Hawking at 70

Today is the 70th Birthday of renowned British theoretical physicist Stephen Hawking. His  immense contributions to physics, including but not restricted to cosmology, are remarkable in their own right, but  made even more emarkable that has done so much after having been stricken by such a debilitating disease when he was only in his twenties. Hawking’s is undoubtedly a brilliant and inspirational mind, but his courage and physical endurance in the face of difficulties that  others might have found unbearable provide inspiration far behond physics. I’d therefore like to add a genuine Many Happy Returns to Professor Stephen Hawking, and I hope he’s enjoying the celebratory conference and other events that have been laid on to mark this special occasion.
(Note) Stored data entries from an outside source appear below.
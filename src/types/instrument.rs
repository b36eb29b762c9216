//! The traded instrument.

use rust_decimal::Decimal;

/// Holds the last traded price of the single instrument a book trades.
///
/// Only a completed match moves the price.
#[derive(Debug, Clone, PartialEq, Eq)]
pub struct Stock {
    symbol: String,
    last_price: Decimal,
}

impl Stock {
    /// Create an instrument with its opening price.
    ///
    /// Returns `None` unless `opening_price` is positive.
    pub fn new(symbol: impl Into<String>, opening_price: Decimal) -> Option<Self> {
        (opening_price > Decimal::ZERO).then(|| Self {
            symbol: symbol.into(),
            last_price: opening_price,
        })
    }

    #[inline]
    pub fn symbol(&self) -> &str {
        &self.symbol
    }

    #[inline]
    pub fn last_price(&self) -> Decimal {
        self.last_price
    }

    pub(crate) fn record_trade(&mut self, price: Decimal) {
        debug_assert!(price > Decimal::ZERO);
        self.last_price = price;
    }
}

#[cfg(test)]
mod tests {
    use super::*;

    #[test]
    fn test_stock_requires_positive_price() {
        assert!(Stock::new("ACME", Decimal::ZERO).is_none());
        assert!(Stock::new("ACME", Decimal::from(-1)).is_none());

        let stock = Stock::new("ACME", Decimal::from(10)).unwrap();
        assert_eq!(stock.symbol(), "ACME");
        assert_eq!(stock.last_price(), Decimal::from(10));
    }

    #[test]
    fn test_record_trade() {
        let mut stock = Stock::new("ACME", Decimal::from(10)).unwrap();
        stock.record_trade(Decimal::new(95, 1));
        assert_eq!(stock.last_price(), Decimal::new(95, 1));
    }
}
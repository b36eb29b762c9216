//! Summary of one matching pass.
//!
//! The receipt carries the book digest after the pass so a driver can record
//! or compare the settled state without walking the book.

use sha2::{Digest, Sha256};

/// Result of a single `process_orders` call.
///
/// ## Example
///
/// ```
/// use bourse::types::MatchReceipt;
///
/// let receipt = MatchReceipt::new(1, 3, 250, [0u8; 32]);
/// assert!(!receipt.is_empty());
/// assert_eq!(receipt.state_root_hex().len(), 64);
/// ```
#[derive(Debug, Clone, PartialEq, Eq, Default)]
pub struct MatchReceipt {
    /// Sequence number of the pass
    pub pass_id: u64,

    /// Number of trades executed in this pass
    pub trades_executed: u64,

    /// Total volume executed in this pass
    pub volume_executed: u64,

    /// SHA-256 digest of the book after the pass
    pub state_root: [u8; 32],
}

impl MatchReceipt {
    pub fn new(pass_id: u64, trades_executed: u64, volume_executed: u64, state_root: [u8; 32]) -> Self {
        Self {
            pass_id,
            trades_executed,
            volume_executed,
            state_root,
        }
    }

    /// Compute SHA-256 hash of the given data
    pub fn compute_hash(data: &[u8]) -> [u8; 32] {
        let mut hasher = Sha256::new();
        hasher.update(data);
        let result = hasher.finalize();

        let mut hash = [0u8; 32];
        hash.copy_from_slice(&result);
        hash
    }

    /// Get the state root as a hex string
    pub fn state_root_hex(&self) -> String {
        hex::encode(self.state_root)
    }

    /// True if the pass executed nothing
    pub fn is_empty(&self) -> bool {
        self.trades_executed == 0
    }
}
//! Order node for slab-based storage.
//!
//! ## Design
//!
//! `OrderNode` wraps an `Order` with doubly-linked list pointers so an order
//! can be unlinked from its price level in O(1) given its slab key.
//!
//! ## Linked List
//!
//! Orders at the same price level form a doubly-linked list:
//! - `next`: the next (newer) order in the price level
//! - `prev`: the previous (older) order in the price level

use rust_decimal::Decimal;

use crate::types::{Order, OrderId};

/// Order node stored in the slab.
///
/// The pointers are slab keys (`usize`), not references. Participants never
/// see a node; they hold only the [`OrderId`] returned at submission.
#[derive(Debug)]
pub struct OrderNode {
    /// The resting order
    pub order: Order,

    /// Next order in the price level queue (slab key)
    /// None if this is the tail (newest order)
    pub next: Option<usize>,

    /// Previous order in the price level queue (slab key)
    /// None if this is the head (oldest order)
    pub prev: Option<usize>,
}

impl OrderNode {
    /// Create a new, unlinked order node
    #[inline]
    pub fn new(order: Order) -> Self {
        Self {
            order,
            next: None,
            prev: None,
        }
    }

    /// Check if this node is unlinked (not part of any price level)
    #[inline]
    pub fn is_unlinked(&self) -> bool {
        self.next.is_none() && self.prev.is_none()
    }

    #[inline]
    pub fn order_id(&self) -> OrderId {
        self.order.id()
    }

    #[inline]
    pub fn price(&self) -> Decimal {
        self.order.price()
    }

    /// Remaining volume
    #[inline]
    pub fn volume(&self) -> u64 {
        self.order.volume()
    }

    /// Fill a portion of this order
    ///
    /// # Returns
    ///
    /// The volume actually filled (may be less than requested)
    #[inline]
    pub fn fill(&mut self, volume: u64) -> u64 {
        self.order.reduce_volume_by(volume)
    }

    #[inline]
    pub fn is_filled(&self) -> bool {
        self.order.is_filled()
    }
}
I have in the past gone on record, both on television and in print, as being not entirely positive about the “cult” that surrounds Stephen Hawking. I think a number of my colleagues find things I have said disrespectful and/or churlish. I do, however, stand by everything I’ve said. I do have enormous respect for Hawking the physicist, as well as deep admiration for his tenacity and fortitude, and have never said otherwise. I don’t, however, agree that Hawking is in the same category of revolutionary thinkers as Newton or Einstein, which is how he is often portrayed.

In fact  a poll of 100 theoretical physicists in 1999 came to exactly the same conclusion. The top ten in that list were:

  1.  Albert Einstein
  2. Isaac Newton
  3. James Clerk Maxwell
  4. Niels Bohr
  5. Werner Heisenberg
  6. Galileo Galilei
  7. Richard Feynman
  8. Paul Dirac
  9. Erwin Schrödinger
  10. Ernest Rutherford

The idea of a league table like this is of course a bit silly, but it does at least give some insight into the way physicists regard prominent figures in their subject. Hawking came way down the list, in fact, in 300th (equal) place. I don’t think it is disrespectful to Hawking to point this out. I’m not saying he isn’t a brilliant physicist. I’m just saying that there are a great many other brilliant physicists that no one outside physics has ever heard of.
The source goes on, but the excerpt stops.